Zenith Bank, Guaranty Trust Holding Company (GTCO), and FirstHoldCo generated a combined N2.85 trillion in interest income from Treasury bills in 2025. This represents a 43.03% increase from the N1.99 trillion earned in 2024. The surge was driven by sustained high yields on government debt instruments amid tight monetary policy and rising interest rates throughout the year. Treasury bills have become a preferred investment for banks seeking low-risk returns amid economic uncertainty. The Central Bank of Nigeria maintained a hawkish stance in 2025, keeping the Monetary Policy Rate at 27.5%, which supported higher yields on short-term government securities. As a result, Nigerian banks significantly increased their exposure to the instruments. Zenith Bank remained the top earner, with the largest share of the income, followed by GTCO and FirstHoldCo. The performance underscores a broader shift in banking sector revenue models, with interest on government debt now outpacing lending to private enterprises. This trend reflects ongoing challenges in credit extension within the real sector, where high rates and economic volatility deter borrowing.
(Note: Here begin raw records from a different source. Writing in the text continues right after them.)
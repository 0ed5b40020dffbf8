// 週次コストレポートユースケース
//
// 先週・先々週の利用コストと増減率を算出し、JPYに変換してSlackへ通知する。
// 増減率は為替変換前のUSD金額から計算する（変換後の計算とは浮動小数点の
// 丸めにより結果が一致しないため、この順序を維持する）。

use chrono::{DateTime, FixedOffset};
use thiserror::Error;
use tracing::debug;

use crate::domain::{
    self, CostAggregationError, CurrencyError, WeeklyCostUsage, WeeklyReportDates,
};
use crate::infrastructure::{
    CostExplorerError, CostGranularity, CostUsageFetcher, ExchangeRatesError,
    ExchangeRatesFetcher, ReportNotifier, SlackError,
};

/// 週次レポートのエラー型
#[derive(Debug, Error)]
pub enum WeeklyReportError {
    #[error("利用コストの取得に失敗しました: {0}")]
    CostExplorer(#[from] CostExplorerError),
    #[error("利用コストの集計に失敗しました: {0}")]
    Aggregation(#[from] CostAggregationError),
    #[error("為替レートの取得に失敗しました: {0}")]
    ExchangeRates(#[from] ExchangeRatesError),
    #[error("JPYへの変換に失敗しました: {0}")]
    Currency(#[from] CurrencyError),
    #[error("Slack通知に失敗しました: {0}")]
    Notification(#[from] SlackError),
}

/// 週次コストレポートユースケース
pub struct WeeklyCostReport<'a> {
    cost_fetcher: &'a dyn CostUsageFetcher,
    rates_fetcher: &'a dyn ExchangeRatesFetcher,
    notifier: &'a dyn ReportNotifier,
    verbose_logging: bool,
}

impl<'a> WeeklyCostReport<'a> {
    /// 新しいWeeklyCostReportを作成
    pub fn new(
        cost_fetcher: &'a dyn CostUsageFetcher,
        rates_fetcher: &'a dyn ExchangeRatesFetcher,
        notifier: &'a dyn ReportNotifier,
        verbose_logging: bool,
    ) -> Self {
        Self {
            cost_fetcher,
            rates_fetcher,
            notifier,
            verbose_logging,
        }
    }

    /// 週次レポートを実行する
    ///
    /// # 処理フロー
    /// 1. 実行日時(JST)から先週・先々週のウィンドウを導出
    /// 2. 各ウィンドウのUSD利用コストを取得して集計
    /// 3. USD金額から増減率を算出
    /// 4. 為替レートを取得してコストをJPYへ変換
    /// 5. 整形してSlackへ送信
    pub async fn run(&self, exec_time: DateTime<FixedOffset>) -> Result<(), WeeklyReportError> {
        let dates = WeeklyReportDates::from_execution_time(exec_time);

        if self.verbose_logging {
            debug!(
                last_week_start = %dates.last_week.start,
                last_week_end = %dates.last_week.end,
                week_before_last_start = %dates.week_before_last.start,
                week_before_last_end = %dates.week_before_last.end,
                "[1] 基準日を導出"
            );
        }

        let last_week_amounts = self
            .cost_fetcher
            .fetch_unblended_costs(dates.last_week, CostGranularity::Daily)
            .await?;
        let last_week_cost = domain::sum_amounts(&last_week_amounts)?;

        let week_before_last_amounts = self
            .cost_fetcher
            .fetch_unblended_costs(dates.week_before_last, CostGranularity::Daily)
            .await?;
        let week_before_last_cost = domain::sum_amounts(&week_before_last_amounts)?;

        let percentage_change = domain::percentage_change(last_week_cost, week_before_last_cost);

        if self.verbose_logging {
            debug!(
                last_week_cost = last_week_cost,
                week_before_last_cost = week_before_last_cost,
                percentage_change = percentage_change,
                "[2] USD利用コストと増減率を算出"
            );
        }

        let snapshot = self.rates_fetcher.fetch_usd_rates().await?;

        let usage = WeeklyCostUsage {
            last_week_cost,
            week_before_last_cost,
            percentage_change,
        }
        .to_jpy(&snapshot)?;

        if self.verbose_logging {
            debug!(
                last_week_cost = usage.last_week_cost,
                week_before_last_cost = usage.week_before_last_cost,
                "[3] JPYへ変換"
            );
        }

        let payload = domain::format_weekly_report(&usage);
        self.notifier.notify(&payload).await?;

        Ok(())
    }
}

#[cfg(test)]
mod tests {
    use super::*;
    use crate::application::test_support::{
        FakeCostExplorer, FakeNotifier, FakeRatesFetcher, jst_exec_time,
    };
    use crate::domain::round_up_two_decimals;

    #[tokio::test]
    async fn test_weekly_report_sends_converted_figures() {
        let rate = 157.35784932;
        let cost_fetcher = FakeCostExplorer::new(vec![
            vec!["0.01".to_string(), "0.01".to_string(), "0.01".to_string()],
            vec!["0.03".to_string()],
        ]);
        let rates_fetcher = FakeRatesFetcher::with_jpy(rate);
        let notifier = FakeNotifier::new();

        let usecase = WeeklyCostReport::new(&cost_fetcher, &rates_fetcher, &notifier, false);
        usecase.run(jst_exec_time(2024, 12, 29)).await.unwrap();

        // 両ウィンドウとも日次粒度で照会される
        let calls = cost_fetcher.calls();
        assert_eq!(calls.len(), 2);
        assert_eq!(calls[0].0.start_string(), "2024-12-16");
        assert_eq!(calls[0].0.end_string(), "2024-12-22");
        assert_eq!(calls[0].1, CostGranularity::Daily);
        assert_eq!(calls[1].0.start_string(), "2024-12-09");
        assert_eq!(calls[1].0.end_string(), "2024-12-15");
        assert_eq!(calls[1].1, CostGranularity::Daily);

        let sent = notifier.sent();
        assert_eq!(sent.len(), 1);
        assert_eq!(sent[0].title, "weekly-cost-report");

        let last_week_jpy = round_up_two_decimals(0.03 * rate).unwrap();
        assert!(sent[0].body.contains(&format!("先週の利用コスト: {:.2} 円", last_week_jpy)));
        // 0.01*3 と 0.03 は同額なので増減率は0
        assert!(sent[0].body.contains("コスト増減: 0.00 %"));
    }

    // 増減率はUSD金額から計算され、JPY変換の影響を受けない
    #[tokio::test]
    async fn test_percentage_change_computed_from_usd() {
        let cost_fetcher = FakeCostExplorer::new(vec![
            vec!["110.0".to_string()],
            vec!["100.0".to_string()],
        ]);
        let rates_fetcher = FakeRatesFetcher::with_jpy(157.35784932);
        let notifier = FakeNotifier::new();

        let usecase = WeeklyCostReport::new(&cost_fetcher, &rates_fetcher, &notifier, false);
        usecase.run(jst_exec_time(2024, 12, 29)).await.unwrap();

        let sent = notifier.sent();
        assert!(sent[0].body.contains("コスト増減: 10.00 %"));
    }

    // 先々週のコストが0でもエラーにならず増減率は0
    #[tokio::test]
    async fn test_zero_week_before_last_reports_zero_change() {
        let cost_fetcher =
            FakeCostExplorer::new(vec![vec!["5.0".to_string()], vec![]]);
        let rates_fetcher = FakeRatesFetcher::with_jpy(157.0);
        let notifier = FakeNotifier::new();

        let usecase = WeeklyCostReport::new(&cost_fetcher, &rates_fetcher, &notifier, false);
        usecase.run(jst_exec_time(2024, 12, 29)).await.unwrap();

        let sent = notifier.sent();
        assert!(sent[0].body.contains("先々週の利用コスト: 0.00 円"));
        assert!(sent[0].body.contains("コスト増減: 0.00 %"));
    }

    // Slack送信失敗はエラーとして呼び出し元へ返す
    #[tokio::test]
    async fn test_notification_failure_is_error() {
        let cost_fetcher = FakeCostExplorer::new(vec![
            vec!["1.0".to_string()],
            vec!["1.0".to_string()],
        ]);
        let rates_fetcher = FakeRatesFetcher::with_jpy(157.0);
        let notifier = FakeNotifier::failing();

        let usecase = WeeklyCostReport::new(&cost_fetcher, &rates_fetcher, &notifier, false);
        let result = usecase.run(jst_exec_time(2024, 12, 29)).await;

        assert!(matches!(result, Err(WeeklyReportError::Notification(_))));
    }

    // JPYレート欠如は中断（通知なし）
    #[tokio::test]
    async fn test_weekly_report_aborts_when_jpy_rate_missing() {
        let cost_fetcher = FakeCostExplorer::new(vec![
            vec!["1.0".to_string()],
            vec!["1.0".to_string()],
        ]);
        let rates_fetcher = FakeRatesFetcher::without_jpy();
        let notifier = FakeNotifier::new();

        let usecase = WeeklyCostReport::new(&cost_fetcher, &rates_fetcher, &notifier, false);
        let result = usecase.run(jst_exec_time(2024, 12, 29)).await;

        assert!(matches!(result, Err(WeeklyReportError::Currency(_))));
        assert!(notifier.sent().is_empty());
    }
}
The fact that three banks pulled in N2.85 trillion from government paper in a single year lays bare a quiet crisis in Nigeria's financial system — banks are making more money doing nothing than by funding businesses. Zenith, GTCO, and FirstHoldCo aren't outliers; they're rational actors in an economy where lending to the government is safer and more profitable than financing factories, farms, or startups.
This shift didn't happen by accident. With inflation hovering near 30% and the Central Bank holding rates at 27.5%, the yield on Treasury bills became irresistible. Meanwhile, private sector credit growth stagnated, as businesses face borrowing costs that make investment unviable. The result is a financial ecosystem where banks are rewarded for parking money with the state, not for taking risks on the real economy.
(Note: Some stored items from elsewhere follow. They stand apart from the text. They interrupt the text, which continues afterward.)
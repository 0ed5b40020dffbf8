// コスト集計モジュール
//
// Cost Explorer から取得した期間ごとの金額（10進文字列）を合計し、
// レポートに載せる費用の組を保持する。金額は転送中の精度劣化を避けるため
// 文字列のまま受け渡され、この集計境界で初めて数値に変換する。

use thiserror::Error;

use super::currency::{CurrencyError, ExchangeRateSnapshot, convert_to_jpy};

/// コスト集計のエラー型
#[derive(Debug, Error, PartialEq)]
pub enum CostAggregationError {
    /// 金額文字列が10進数として解釈できない
    #[error("金額のパースに失敗しました: {0}")]
    MalformedAmount(String),
}

/// 期間ごとの金額文字列を合計する
///
/// 合計が存在しない期間は0として扱うため、呼び出し側は欠損期間を
/// 単に除外して渡してよい（空の入力は0.0になる）。
/// 1件でもパースできない金額があればエラーとし、レポート全体を中断する。
pub fn sum_amounts<I, S>(amounts: I) -> Result<f64, CostAggregationError>
where
    I: IntoIterator<Item = S>,
    S: AsRef<str>,
{
    let mut total = 0.0;

    for amount in amounts {
        let amount = amount.as_ref();
        let parsed: f64 = amount
            .parse()
            .map_err(|_| CostAggregationError::MalformedAmount(amount.to_string()))?;
        total += parsed;
    }

    Ok(total)
}

/// 日次レポートの費用（USDまたはJPY）
#[derive(Debug, Clone, Copy, PartialEq)]
pub struct DailyCostUsage {
    /// 昨日の利用コスト
    pub yesterday_cost: f64,
    /// 本日時点での今月の利用コスト
    pub actual_cost: f64,
    /// 今月の利用コストの予測値
    pub forecast_cost: f64,
}

impl DailyCostUsage {
    /// 為替レートスナップショットのJPYレートで各費用をJPYへ変換する
    ///
    /// 各値は変換後に小数点以下2桁で切り上げる。
    pub fn to_jpy(&self, snapshot: &ExchangeRateSnapshot) -> Result<Self, CurrencyError> {
        let rate = snapshot.jpy_rate()?;

        Ok(Self {
            yesterday_cost: convert_to_jpy(self.yesterday_cost, rate)?,
            actual_cost: convert_to_jpy(self.actual_cost, rate)?,
            forecast_cost: convert_to_jpy(self.forecast_cost, rate)?,
        })
    }
}

/// 週次レポートの費用
#[derive(Debug, Clone, Copy, PartialEq)]
pub struct WeeklyCostUsage {
    /// 先週の利用コスト
    pub last_week_cost: f64,
    /// 先々週の利用コスト
    pub week_before_last_cost: f64,
    /// 先週と先々週のコスト増減（%）
    pub percentage_change: f64,
}

impl WeeklyCostUsage {
    /// 為替レートスナップショットのJPYレートで各費用をJPYへ変換する
    ///
    /// 増減率は変換前のUSD金額から算出済みの値をそのまま引き継ぐ。
    pub fn to_jpy(&self, snapshot: &ExchangeRateSnapshot) -> Result<Self, CurrencyError> {
        let rate = snapshot.jpy_rate()?;

        Ok(Self {
            last_week_cost: convert_to_jpy(self.last_week_cost, rate)?,
            week_before_last_cost: convert_to_jpy(self.week_before_last_cost, rate)?,
            percentage_change: self.percentage_change,
        })
    }
}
For ordinary Nigerians, especially small business owners and entrepreneurs, this trend means tighter access to capital. As banks earn risk-free billions from government debt, the private sector chokes on high rates and limited credit. The economy becomes a loop: government borrows more, pays higher interest, funds its spending, and banks grow richer — while production, jobs, and growth stall.
This is not an anomaly. It's the pattern of the past five years, where monetary policy and fiscal demand have turned banks into government financiers, not economic catalysts.